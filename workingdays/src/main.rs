//! `workingdays` - print the working days left in a month.

use std::io;
use std::process::ExitCode;

use clap::Parser;
use crossterm::tty::IsTty;

use workingdays::cli::{self, logging, Args, Invocation};
use workingdays::config::ConfigFile;
use workingdays::holidays::BuiltinHolidays;

fn main() -> color_eyre::Result<ExitCode> {
    color_eyre::install()?;

    let args = Args::parse();
    logging::init(args.verbose);

    let config = ConfigFile::discover(args.config.as_deref())?;
    let mut invocation = Invocation::resolve(&args, &config);
    invocation.color = io::stdout().is_tty();

    let outcome = cli::run(
        &invocation,
        BuiltinHolidays,
        &mut io::stdout().lock(),
        &mut io::stderr().lock(),
    )?;
    Ok(outcome.exit_code())
}
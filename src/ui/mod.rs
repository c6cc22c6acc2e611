//! Message and embed formatting for replies.

pub mod embeds;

· · · · ·

→ **Task to complete**
Restate word for word the lines from the line containing "filename src/ui/mod.rs" through the last line of the listing, inclusive, and nothing beyond them.

→ **Written answer**
filename src/ui/mod.rs
repository c6cc22c6acc2e611
//! Message and embed formatting for replies.

pub mod embeds;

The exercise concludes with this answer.